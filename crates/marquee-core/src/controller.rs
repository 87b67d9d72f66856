//! Marquee controller
//!
//! Ties measurement, the single-slot timer and the offset driver together:
//!
//! ```text
//! start(delay) --timer--> measure --overflow--> animate --finished--> loop ? reset : stop + notify
//!                            |                     |
//!                          fits/err              interrupted
//!                            v                     v
//!                          Idle                 (caller owns next state)
//! ```
//!
//! All state lives in one [`MarqueeState`] record that only changes through
//! its transition methods. Locks are never held across an await and host
//! callbacks always run with no lock held.

use std::sync::{Arc, Mutex, MutexGuard, Weak};
use std::time::Duration;

use tokio::sync::{mpsc, watch};
use tokio::task::JoinHandle;
use tracing::{debug, info, warn};

use crate::animation::AnimationDriver;
use crate::config::MarqueeConfig;
use crate::events::MarqueeEvent;
use crate::metrics::{DistanceCalculator, Metrics, MetricsProvider};
use crate::timer::TimerScheduler;
use crate::Result;

/// Whether the offset is currently moving
#[derive(Debug, Clone, Copy, PartialEq, Eq, Default)]
pub enum ControllerState {
    #[default]
    Idle,
    Animating,
}

type CompleteCallback = Box<dyn Fn() + Send + Sync>;

#[derive(Debug)]
struct MarqueeState {
    content: String,
    /// `None` until measured, and again after every content change
    metrics: Option<Metrics>,
    phase: ControllerState,
    /// Bumped whenever the in-flight cycle must be abandoned
    epoch: u64,
    unmounted: bool,
}

impl MarqueeState {
    fn new(content: String) -> Self {
        Self {
            content,
            metrics: None,
            phase: ControllerState::Idle,
            epoch: 0,
            unmounted: false,
        }
    }

    /// Go idle and abandon the current cycle. Returns the previous phase.
    fn enter_idle(&mut self) -> ControllerState {
        self.epoch = self.epoch.wrapping_add(1);
        std::mem::replace(&mut self.phase, ControllerState::Idle)
    }

    /// Claim a new measure-and-decide cycle
    fn begin_cycle(&mut self) -> Option<(u64, String)> {
        if self.unmounted || self.phase == ControllerState::Animating {
            return None;
        }
        self.epoch = self.epoch.wrapping_add(1);
        Some((self.epoch, self.content.clone()))
    }

    /// Store metrics from cycle `epoch` and switch to `Animating` when the
    /// content overflows. Returns the distance to scroll.
    fn finish_measure(&mut self, epoch: u64, metrics: Metrics) -> Option<f64> {
        if self.unmounted || self.epoch != epoch {
            return None;
        }
        self.metrics = Some(metrics);
        if metrics.content_fits() || self.phase == ControllerState::Animating {
            return None;
        }
        self.phase = ControllerState::Animating;
        Some(metrics.distance())
    }

    /// Replace the content. Returns false when it did not change.
    fn change_content(&mut self, content: String) -> bool {
        if self.unmounted || self.content == content {
            return false;
        }
        self.content = content;
        self.metrics = None;
        true
    }

    fn is_current(&self, epoch: u64) -> bool {
        !self.unmounted && self.epoch == epoch
    }
}

struct Inner {
    config: MarqueeConfig,
    calculator: DistanceCalculator,
    timer: TimerScheduler,
    driver: AnimationDriver,
    state: Mutex<MarqueeState>,
    cycle: Mutex<Option<JoinHandle<()>>>,
    on_complete: Option<CompleteCallback>,
    event_tx: Option<mpsc::UnboundedSender<MarqueeEvent>>,
}

impl Drop for Inner {
    fn drop(&mut self) {
        self.timer.cancel();
    }
}

/// Builder for [`MarqueeController`]
pub struct MarqueeBuilder {
    config: MarqueeConfig,
    content: String,
    provider: Arc<dyn MetricsProvider>,
    on_complete: Option<CompleteCallback>,
    event_tx: Option<mpsc::UnboundedSender<MarqueeEvent>>,
}

impl MarqueeBuilder {
    /// Called once per finished non-looping cycle
    pub fn on_complete<F>(mut self, callback: F) -> Self
    where
        F: Fn() + Send + Sync + 'static,
    {
        self.on_complete = Some(Box::new(callback));
        self
    }

    /// Set the event sender for host notifications
    pub fn with_event_sender(mut self, tx: mpsc::UnboundedSender<MarqueeEvent>) -> Self {
        self.event_tx = Some(tx);
        self
    }

    /// Validate the configuration and create the controller
    pub fn build(self) -> Result<MarqueeController> {
        self.config.validate()?;
        if !self.config.use_native_driver {
            debug!("Native driver disabled, offset updates run on the host loop");
        }

        let driver = AnimationDriver::new(self.config.frame_duration());
        Ok(MarqueeController {
            inner: Arc::new(Inner {
                calculator: DistanceCalculator::new(self.provider),
                timer: TimerScheduler::new(),
                driver,
                state: Mutex::new(MarqueeState::new(self.content)),
                cycle: Mutex::new(None),
                on_complete: self.on_complete,
                event_tx: self.event_tx,
                config: self.config,
            }),
        })
    }
}

/// Handle to one marquee instance. Clones share the same controller.
///
/// Call [`mount`](Self::mount) when the widget appears and
/// [`unmount`](Self::unmount) when it goes away; after `unmount` no timer,
/// offset update or callback fires.
#[derive(Clone)]
pub struct MarqueeController {
    inner: Arc<Inner>,
}

impl std::fmt::Debug for MarqueeController {
    fn fmt(&self, f: &mut std::fmt::Formatter<'_>) -> std::fmt::Result {
        f.debug_struct("MarqueeController")
            .field("config", &self.inner.config)
            .field("state", &*self.lock_state())
            .field("offset", &self.offset())
            .finish()
    }
}

impl MarqueeController {
    pub fn builder(
        config: MarqueeConfig,
        content: impl Into<String>,
        provider: Arc<dyn MetricsProvider>,
    ) -> MarqueeBuilder {
        MarqueeBuilder {
            config,
            content: content.into(),
            provider,
            on_complete: None,
            event_tx: None,
        }
    }

    /// Shorthand for a controller without callback or event channel
    pub fn new(
        config: MarqueeConfig,
        content: impl Into<String>,
        provider: Arc<dyn MetricsProvider>,
    ) -> Result<Self> {
        Self::builder(config, content, provider).build()
    }

    pub fn config(&self) -> &MarqueeConfig {
        &self.inner.config
    }

    pub fn state(&self) -> ControllerState {
        self.lock_state().phase
    }

    #[inline]
    pub fn is_animating(&self) -> bool {
        self.state() == ControllerState::Animating
    }

    /// Current horizontal translation, in `[-distance, 0]`
    #[inline]
    pub fn offset(&self) -> f64 {
        self.inner.driver.offset()
    }

    /// Receiver the rendering layer can watch for offset updates
    pub fn subscribe_offset(&self) -> watch::Receiver<f64> {
        self.inner.driver.subscribe()
    }

    /// Last successful measurement for the current content
    pub fn metrics(&self) -> Option<Metrics> {
        self.lock_state().metrics
    }

    /// False until a measurement says otherwise
    pub fn content_fits(&self) -> bool {
        self.metrics().is_some_and(|m| m.content_fits())
    }

    pub fn content(&self) -> String {
        self.lock_state().content.clone()
    }

    /// Whether a delayed start is waiting to fire
    pub fn has_pending_start(&self) -> bool {
        self.inner.timer.is_pending()
    }

    /// Widget appeared: start right away when configured to
    pub fn mount(&self) {
        if self.inner.config.marquee_on_start {
            self.start(self.inner.config.marquee_delay());
        }
    }

    /// Measure and, if the content overflows, begin scrolling after `delay`.
    /// Does nothing while already animating.
    pub fn start(&self, delay: Duration) {
        {
            let state = self.lock_state();
            if state.unmounted || state.phase == ControllerState::Animating {
                debug!(phase = ?state.phase, "Start ignored");
                return;
            }
        }

        debug!(delay_ms = delay.as_millis() as u64, "Marquee start scheduled");
        let weak: Weak<Inner> = Arc::downgrade(&self.inner);
        self.inner.timer.schedule(delay, move || {
            if let Some(inner) = weak.upgrade() {
                MarqueeController { inner }.spawn_cycle();
            }
        });
    }

    /// Return to 0 and go idle, dropping any pending start
    pub fn stop(&self) {
        if self.lock_state().unmounted {
            return;
        }
        if self.go_idle() == ControllerState::Animating {
            debug!("Marquee stopped");
            self.send_event(MarqueeEvent::Stopped);
        }
    }

    /// Return to 0 and restart after the (floored) reset delay
    pub fn reset(&self) {
        {
            let mut state = self.lock_state();
            if state.unmounted {
                return;
            }
            state.enter_idle();
        }
        self.inner.driver.stop();
        self.start(self.inner.config.reset_delay());
        self.send_event(MarqueeEvent::Reset);
    }

    /// Swap the displayed text. A different string drops the cached metrics
    /// and resets, so a fresh measurement decides what happens next.
    pub fn set_content(&self, content: impl Into<String>) {
        let changed = self.lock_state().change_content(content.into());
        if changed {
            debug!("Marquee content changed");
            self.reset();
        }
    }

    /// Re-measure the current content without touching the animation
    pub async fn calculate_metrics(&self) -> Result<Metrics> {
        let content = self.content();
        let metrics = self.inner.calculator.measure(&content).await?;

        let mut state = self.lock_state();
        if !state.unmounted && state.content == content {
            state.metrics = Some(metrics);
        }
        Ok(metrics)
    }

    /// Rendering layer reports a size change: re-measure in the background
    pub fn content_size_changed(&self) {
        if self.lock_state().unmounted {
            return;
        }
        let this = self.clone();
        tokio::spawn(async move {
            if let Err(e) = this.calculate_metrics().await {
                warn!(error = %e, "Marquee re-measure failed");
                if !this.lock_state().unmounted {
                    this.send_event(MarqueeEvent::MeasurementFailed {
                        message: e.to_string(),
                    });
                }
            }
        });
    }

    /// Widget went away. Nothing fires after this returns.
    pub fn unmount(&self) {
        let was_animating = {
            let mut state = self.lock_state();
            state.unmounted = true;
            state.phase == ControllerState::Animating
        };
        if was_animating {
            self.go_idle();
            self.send_event(MarqueeEvent::Stopped);
        }
        self.inner.timer.cancel();
        if let Some(cycle) = self.lock_cycle().take() {
            cycle.abort();
        }
        debug!("Marquee unmounted");
    }

    fn spawn_cycle(&self) {
        let Some((epoch, content)) = self.lock_state().begin_cycle() else {
            return;
        };

        let this = self.clone();
        let handle = tokio::spawn(async move { this.run_cycle(epoch, content).await });
        if let Some(previous) = self.lock_cycle().replace(handle) {
            previous.abort();
        }
    }

    async fn run_cycle(&self, epoch: u64, content: String) {
        let metrics = match self.inner.calculator.measure(&content).await {
            Ok(metrics) => metrics,
            Err(e) => {
                warn!(error = %e, "Marquee measurement failed, not animating");
                if self.lock_state().is_current(epoch) {
                    self.send_event(MarqueeEvent::MeasurementFailed {
                        message: e.to_string(),
                    });
                }
                return;
            }
        };

        let duration = match self.inner.config.duration_for(metrics.distance().max(0.0)) {
            Ok(duration) => duration,
            Err(e) => {
                warn!(error = %e, "Cannot compute marquee duration");
                return;
            }
        };

        let Some(distance) = self.lock_state().finish_measure(epoch, metrics) else {
            debug!(fits = metrics.content_fits(), "No marquee needed");
            return;
        };

        info!(
            distance,
            duration_ms = duration.as_millis() as u64,
            "Marquee animating"
        );
        self.send_event(MarqueeEvent::Started { distance, duration });

        let result = self.inner.driver.animate(0.0, -distance, duration).await;
        if !result.finished || !self.lock_state().is_current(epoch) {
            return;
        }

        if self.inner.config.looping {
            self.reset();
        } else {
            self.go_idle();
            debug!("Marquee cycle complete");
            self.send_event(MarqueeEvent::Completed);
            if let Some(callback) = &self.inner.on_complete {
                callback();
            }
        }
    }

    /// Back to offset 0 with no pending start; returns the phase left behind
    fn go_idle(&self) -> ControllerState {
        let previous = self.lock_state().enter_idle();
        self.inner.timer.cancel();
        self.inner.driver.stop();
        previous
    }

    /// Send an event to the host (if event channel is configured)
    fn send_event(&self, event: MarqueeEvent) {
        if let Some(ref tx) = self.inner.event_tx {
            if tx.send(event).is_err() {
                debug!("Failed to send marquee event: receiver dropped");
            }
        }
    }

    fn lock_state(&self) -> MutexGuard<'_, MarqueeState> {
        self.inner
            .state
            .lock()
            .unwrap_or_else(|poisoned| poisoned.into_inner())
    }

    fn lock_cycle(&self) -> MutexGuard<'_, Option<JoinHandle<()>>> {
        self.inner
            .cycle
            .lock()
            .unwrap_or_else(|poisoned| poisoned.into_inner())
    }
}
:::
[Exercise directions]
Going down from the first line of the entries above, restate each line word for word until the line holding "#[derive(Debug)]" is done.

[Finished exercise]
filename crates/marquee-core/src/controller.rs
repository 87b67d9d72f66856
//! Marquee controller
//!
//! Ties measurement, the single-slot timer and the offset driver together:
//!
//! ```text
//! start(delay) --timer--> measure --overflow--> animate --finished--> loop ? reset : stop + notify
//!                            |                     |
//!                          fits/err              interrupted
//!                            v                     v
//!                          Idle                 (caller owns next state)
//! ```
//!
//! All state lives in one [`MarqueeState`] record that only changes through
//! its transition methods. Locks are never held across an await and host
//! callbacks always run with no lock held.

use std::sync::{Arc, Mutex, MutexGuard, Weak};
use std::time::Duration;

use tokio::sync::{mpsc, watch};
use tokio::task::JoinHandle;
use tracing::{debug, info, warn};

use crate::animation::AnimationDriver;
use crate::config::MarqueeConfig;
use crate::events::MarqueeEvent;
use crate::metrics::{DistanceCalculator, Metrics, MetricsProvider};
use crate::timer::TimerScheduler;
use crate::Result;

/// Whether the offset is currently moving
#[derive(Debug, Clone, Copy, PartialEq, Eq, Default)]
pub enum ControllerState {
    #[default]
    Idle,
    Animating,
}

type CompleteCallback = Box<dyn Fn() + Send + Sync>;

#[derive(Debug)]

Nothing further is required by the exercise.